#include <stdio.h>
#include <stdlib.h>
#include <time.h>
main()
{
int ctr, inner, outer, didSwap, temp;
int nums[10];
time_t t;
srand(time(&t));
for (ctr = 0; ctr < 10; ctr++)
{
nums[ctr] = (rand() % 99) + 1;
}
puts("\nHere is the list before the sort:"); for (ctr=0; ctr < 10; ctr++) {
printf("%d\n", nums[ctr]); }
for(outer = 0; outer < 9; outer++) {
didSwap = 0;
for (inner = outer; inner < 10; inner++)
{
if (nums[inner] < nums[outer])
{
temp = nums[inner];
nums[inner] = nums[outer];
nums[outer] = temp;
didSwap = 1;
}
}
if (didSwap == 0)
{
break;
}
}
puts("\nHere is the list after the sort:"); for(ctr = 0; ctr < 10; ctr++) {
printf("%d\n", nums[ctr]);
}
return 0;
}
I don't understand this part:
for(outer = 0; outer < 9; outer++) {
didSwap = 0;
for (inner = outer; inner < 10; inner++) {
if (nums[inner] < nums[outer])
...
}
}
If outer = 0 and inner = outer then both inner and outer equal to 0. and if the loop FOR says if (nums[inner] < nums[outer])
then how can nums[0] can be smaller than nums[0] since both inner and outer = 0? Please help me to understand.
guys i think my text book code is faulty. what do you think?
now the prob is with the BREAK. Do u think its on a right place.
if (didSwap == 0) {
break; }
now the problem is what if the 1st two array values are in ascending order and rest of the element of NUMS[] are random, then after the 1st iteration of inner loop it will break the outer loop since the didSwap will still be equivalent to zero.
i tried to initialized the NUMS[] manually like this..
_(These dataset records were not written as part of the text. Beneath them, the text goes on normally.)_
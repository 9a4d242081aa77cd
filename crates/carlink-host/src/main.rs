//! CarLink host entry point.
//!
//! Headless bridge: loads settings, starts a session against the platform
//! USB backend, and logs session events until Ctrl-C.  Rendering and audio
//! playback are left to consumers embedding [`CarlinkSession`]; this binary
//! exists to exercise the full session lifecycle from a terminal.

use std::path::Path;
use std::sync::Arc;

use async_trait::async_trait;
use tracing::{info, warn};
use tracing_subscriber::EnvFilter;

use carlink_host::microphone::SilentMicrophone;
use carlink_host::session::{CarlinkSession, SessionEvent};
use carlink_host::settings::{load_settings, DEFAULT_SETTINGS_PATH};
use carlink_host::usb::{UsbBackend, UsbDongle};

/// Placeholder backend for platforms without a wired-up USB stack.  Reports
/// no device forever; the session keeps polling.
struct NoopBackend;

#[async_trait]
impl UsbBackend for NoopBackend {
    async fn find_dongle(&self) -> Option<Arc<dyn UsbDongle>> {
        None
    }
}

#[tokio::main]
async fn main() -> anyhow::Result<()> {
    // Initialise structured logging.  Level is overridden by `RUST_LOG`.
    tracing_subscriber::fmt()
        .with_env_filter(
            EnvFilter::try_from_default_env().unwrap_or_else(|_| EnvFilter::new("info")),
        )
        .init();

    info!("CarLink host starting");

    let settings_path = std::env::args().nth(1).unwrap_or_else(|| DEFAULT_SETTINGS_PATH.to_string());
    let config = load_settings(Path::new(&settings_path))?;

    let backend = Arc::new(NoopBackend);
    let microphone = Arc::new(SilentMicrophone);
    let (session, mut events) = CarlinkSession::new(config, backend, microphone);
    session.start().await;

    info!("CarLink host ready.  Press Ctrl-C to exit.");

    loop {
        tokio::select! {
            event = events.recv() => match event {
                Some(SessionEvent::Plugged { phone_type, wifi }) => {
                    info!(?phone_type, ?wifi, "phone session started");
                }
                Some(SessionEvent::Unplugged) => info!("phone session ended"),
                Some(SessionEvent::Video(video)) => {
                    info!(width = video.width, height = video.height, bytes = video.data.len(), "video chunk");
                }
                Some(SessionEvent::Audio(audio)) => {
                    info!(decode_type = audio.decode_type, audio_type = audio.audio_type, "audio frame");
                }
                Some(SessionEvent::Media(media)) => info!(?media, "media update"),
                Some(SessionEvent::Command(command)) => info!(?command, "command"),
                Some(SessionEvent::Failure) => {
                    warn!("transport failure, shutting down");
                    break;
                }
                None => break,
            },
            _ = tokio::signal::ctrl_c() => {
                info!("shutdown signal received");
                break;
            }
        }
    }

    session.stop().await;
    info!("CarLink host stopped");
    Ok(())
}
int nums[10]={4,6,8,65,47,74,21,22,65,36};
please have a look...thanks
1)
Here is pseudocode that will help you to understand:
FOR J=1 TO N-1 {
FOR I=1 TO N-J {
IF A[I]>A[I+1] THEN SWAP A[I],A[I+1]
NEXT I
}
NEXT J
}
2)
As for the Bubble sorting in process.. Here is a simple example:
1) At first we compare the first two elements.
If the 1st el. is bigger (or equal) than the next el. - we swap them.
If the 1st el. is smaller - we do nothing.
(The smallest elements will be closer to the top & biggets to the bottom)
Then we compare 2nd and 3rd elements, them 3rd and 4th etc.
Compare all the elements until the last in array.
/* In this cycle, the biggest element will go to the bottom. */
2) Then we "forget" the last (the biggest) element and repeat the same again.
3) Repeat 1) and 2) successively until the end.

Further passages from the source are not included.